People are already in distress when they come to me. No one comes to a lawyer because things are perfect in their lives. I’m a last resort. I try to walk them through the options, and tell them how the case will go, but we never know what the other side is going to do. You have to be steely. But we’re not therapists, and I try to gently remind the clients of this from the beginning. I encourage them to have a therapist, and I have a list of therapists to recommend, because they do what I cannot. They have skills I don’t have. I’m here to be the lawyer, to tell you what legal options you have. If you need someone to talk to when you’re freaking out, you should go to a therapist. Still, yes, I do form close relationships with them. Last night I was at a celebration dinner with a client because we won a case, and they gave me a Wonder Woman cup, which I’m looking at right now. When I was with Mischa Barton last time in New York, we went to see Hello Dolly. Blac Chyna texted me over the weekend, asking how I was feeling. I think my clients know that I admire them. I tell them how impressed I am with their courage. None of them signed up for the situations they’re in. They did not volunteer to be sexually assaulted or harassed, and still they’ve decided to speak.

On choosing law:

When I was in college, I was the national debating champion. Everybody said that meant I should go to law school and I wasn’t sure what else I wanted to do, so I applied and got into Yale. It was the best law school in the country, and that was pretty exciting, so I decided to go. I wasn’t 100 percent committed and honestly, part of the appeal was going to more school. I could have gone to school for the rest of my life. It doesn’t work that way, though. By the time school was over, I did like law a lot.
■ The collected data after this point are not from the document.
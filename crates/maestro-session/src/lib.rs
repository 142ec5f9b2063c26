//! Session lifecycle, durable storage, and retention cleanup.
//!
//! A [`Session`] is the stateful wrapper around one orchestrated request:
//! its phase, execution plan, approval state, bounded history, and result.
//! The [`SessionStore`] trait provides durable CRUD over sessions, and the
//! [`RetentionSweeper`] purges terminal sessions past their retention age.

pub mod history;
pub mod retention;
pub mod session;
pub mod store;

pub use history::{HistoryEntry, HistoryLog, HISTORY_CAPACITY, REPORTED_HISTORY};
pub use retention::{RetentionSweeper, SweeperHandle, DEFAULT_MAX_AGE_HOURS};
pub use session::{
    ApprovalStatus, Session, SessionPhase, SessionResult, SessionStats, SessionStatus,
    SessionSummary, TaskOutput, SCHEMA_VERSION,
};
pub use store::{FileSessionStore, MemorySessionStore, SessionStore};
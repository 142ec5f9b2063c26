use serde::{Deserialize, Serialize};

/// Engine-level tuning knobs. Every field has a serde default so partial
/// config files stay loadable across releases.
#[derive(Debug, Clone, Serialize, Deserialize)]
pub struct EngineConfig {
    /// Ceiling on concurrently active sessions. Requests over the ceiling
    /// are rejected, never queued.
    #[serde(default = "default_max_active_sessions")]
    pub max_active_sessions: usize,
    /// Run the validator over completed task results.
    #[serde(default = "default_enable_validation")]
    pub enable_validation: bool,
    /// Gate final results behind an explicit approval step.
    #[serde(default)]
    pub enable_approval: bool,
    /// Raise the validation pass threshold from 0.70 to 0.90.
    #[serde(default)]
    pub strict_validation: bool,
    /// Ceiling on tasks per plan.
    #[serde(default = "default_max_plan_tasks")]
    pub max_plan_tasks: usize,
    /// Executor retry budget per task.
    #[serde(default = "default_max_retries")]
    pub max_retries: u32,
    /// Retention age for terminal sessions, in hours.
    #[serde(default = "default_retention_max_age_hours")]
    pub retention_max_age_hours: i64,
}

fn default_max_active_sessions() -> usize {
    10
}

fn default_enable_validation() -> bool {
    true
}

fn default_max_plan_tasks() -> usize {
    20
}

fn default_max_retries() -> u32 {
    3
}

fn default_retention_max_age_hours() -> i64 {
    24
}

impl Default for EngineConfig {
    fn default() -> Self {
        Self {
            max_active_sessions: default_max_active_sessions(),
            enable_validation: default_enable_validation(),
            enable_approval: false,
            strict_validation: false,
            max_plan_tasks: default_max_plan_tasks(),
            max_retries: default_max_retries(),
            retention_max_age_hours: default_retention_max_age_hours(),
        }
    }
}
On taking a break, on vacation time:

My mother’s a lawyer, my daughter’s a lawyer, my son is a paralegal, my foster son is interning with the firm. We don’t just talk about the law, though! We go to Burning Man together every year, my kids and my husband and me. We love to travel. My husband and I were in Gambia and Senegal earlier this year. We love Africa and try to go once a year. I’d love to see Botswana and Madagascar next.

I don’t really unplug on vacations. The only way to travel as much as I do is by working for one hour in the morning and one hour at night, and hopefully not during the day. We buy the data plan everywhere we go. If something arises, I give it my attention. I send an email, then I go back to looking at the elephants.